Saat ini, angkutan seperti ini hanya digunakan ke ladang dekat desa kami. Mungkin beberapa tahun lagi, dengan membaiknya jalan ke ladang-ladang penduduk, alat seperti ini tidak diperlukan lagi. Pick up, truk akan menggantikannya.
Namun kisahku jadi Supir Gareta Horbo, tidak akan pernah hapus dari dunia ini. Salah satu pengukur kemajuan yang kita capai sekarang. Kalau sejarah masa lalu, yang kuno itu tidak terekam, maka dari mana pula kita bisa mengukur kalau kita sudah modern.
Kemajauan, bisa dilihat, kalau peristiwa masa lalu terekam.
Beginilah saya dulu ketika masih anak-anak hingga remaja di desa, di era 60-an hingga akhir 70-an.

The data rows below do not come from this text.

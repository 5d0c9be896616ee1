//! # ESC/POS Raster Graphics
//!
//! This module implements the raster bit-image command used to print the
//! business logo at the top of a receipt.
//!
//! ## Bit Packing
//!
//! Image data is packed as bytes where each bit represents one dot:
//! - Bit 7 (MSB) = leftmost dot
//! - Bit 0 (LSB) = rightmost dot
//! - 1 = black (print), 0 = white (no print)
//!
//! ```text
//! Byte value 0xF0 = 11110000 = ████░░░░
//! Byte value 0x0F = 00001111 = ░░░░████
//! Byte value 0xAA = 10101010 = █░█░█░█░
//! ```
//!
//! Rows are packed left to right, top to bottom; the final byte of each row
//! is padded with clear bits when the width is not a multiple of 8.

use super::commands::{GS, u16_le};

// ============================================================================
// RASTER BIT IMAGE (GS v 0)
// ============================================================================

/// # Print Raster Bit Image (GS v 0 m xL xH yL yH d1...dk)
///
/// Prints a monochrome image of arbitrary height at the current position.
///
/// ## Protocol Details
///
/// | Format  | Bytes |
/// |---------|-------|
/// | ASCII   | GS v 0 m xL xH yL yH d1...dk |
/// | Hex     | 1D 76 30 m xL xH yL yH d1...dk |
/// | Decimal | 29 118 48 m xL xH yL yH d1...dk |
///
/// ## Parameters
///
/// - `m`: Mode (0 = normal density)
/// - `xL, xH`: Width in **bytes**, little-endian
/// - `yL, yH`: Height in **dots**, little-endian
/// - `d1...dk`: Image data, k = width_bytes × height bytes
///
/// ## Width and Height Encoding
///
/// ```text
/// width_bytes = xL + (xH × 256)
/// height_dots = yL + (yH × 256)
///
/// Example: 48 bytes wide (384 dots) = [0x30, 0x00]
/// Example: 120 rows high = [0x78, 0x00]
/// ```
///
/// ## Example
///
/// ```
/// use quetzal::protocol::graphics;
///
/// // 384 dots wide (48 bytes), 2 rows
/// let data = vec![0xFF; 48 * 2];
/// let cmd = graphics::raster(384, 2, &data);
///
/// assert_eq!(&cmd[0..8], &[0x1D, 0x76, 0x30, 0x00, 48, 0, 2, 0]);
/// assert_eq!(cmd.len(), 8 + 48 * 2);
/// ```
pub fn raster(width_dots: u16, height: u16, data: &[u8]) -> Vec<u8> {
    let width_bytes = width_dots.div_ceil(8);
    debug_assert!(
        data.len() == width_bytes as usize * height as usize,
        "Raster data must be exactly width_bytes * height bytes. Expected {}, got {}",
        width_bytes as usize * height as usize,
        data.len()
    );

    let mut cmd = Vec::with_capacity(8 + data.len());
    cmd.push(GS);
    cmd.push(b'v');
    cmd.push(b'0');
    cmd.push(0); // m: normal density
    cmd.extend(u16_le(width_bytes));
    cmd.extend(u16_le(height));
    cmd.extend_from_slice(data);
    cmd
}

// ============================================================================
// TESTS
// ============================================================================

#[cfg(test)]
mod tests {
    use super::*;

    #[test]
    fn test_raster_header() {
        let data = vec![0x00; 48];
        let cmd = raster(384, 1, &data);
        // GS v 0, m=0, width 48 bytes LE, height 1 LE
        assert_eq!(&cmd[0..8], &[0x1D, 0x76, 0x30, 0x00, 0x30, 0x00, 0x01, 0x00]);
    }

    #[test]
    fn test_raster_data_appended() {
        let data = vec![0xAA, 0x55];
        let cmd = raster(16, 1, &data);
        assert_eq!(&cmd[8..], &[0xAA, 0x55]);
        assert_eq!(cmd.len(), 8 + 2);
    }

    #[test]
    fn test_raster_rounds_width_up_to_bytes() {
        // 12 dots -> 2 bytes per row
        let data = vec![0xFF, 0xF0, 0xFF, 0xF0];
        let cmd = raster(12, 2, &data);
        assert_eq!(&cmd[4..6], &[0x02, 0x00]);
        assert_eq!(&cmd[6..8], &[0x02, 0x00]);
    }

    #[test]
    fn test_raster_tall_image_height_le() {
        let data = vec![0x00; 48 * 300];
        let cmd = raster(384, 300, &data);
        // 300 = 0x012C
        assert_eq!(&cmd[6..8], &[0x2C, 0x01]);
    }
}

Supir "Gareta Horbo".
Sedikit rodanya sudah berubah. Kini memakai ban karet untuk ban mobil. Dulu terbuat dari kayu dan luarnya dilapisi besi, ukurannya lebih besar dan memakai jari-jari.
Subuh berangkat dari desa Nagasaribu ke Saribudolok, Kabupaten Simalungun, berjarak 7 kilometer. Kami menahan cuaca dingin daerah di ketinggian 1400 meter di atas permukaan laut, selama satu jam perjalanan dengan membawa beban sekitar 400 kg.
Tiba di Jalan Kartini, ibu kota kecamatan Silimakuta itu, pagi sebelum matahari terbit.
Satu hal yang saya tidak lupa: upahnya adalah minum teh susu dan pulut serikaya, di sebuah kedai di Jalan Kartini, tempat membongkar barang. Karena keretanya milik sendiri, dan yang bayar ayah saya...he..he.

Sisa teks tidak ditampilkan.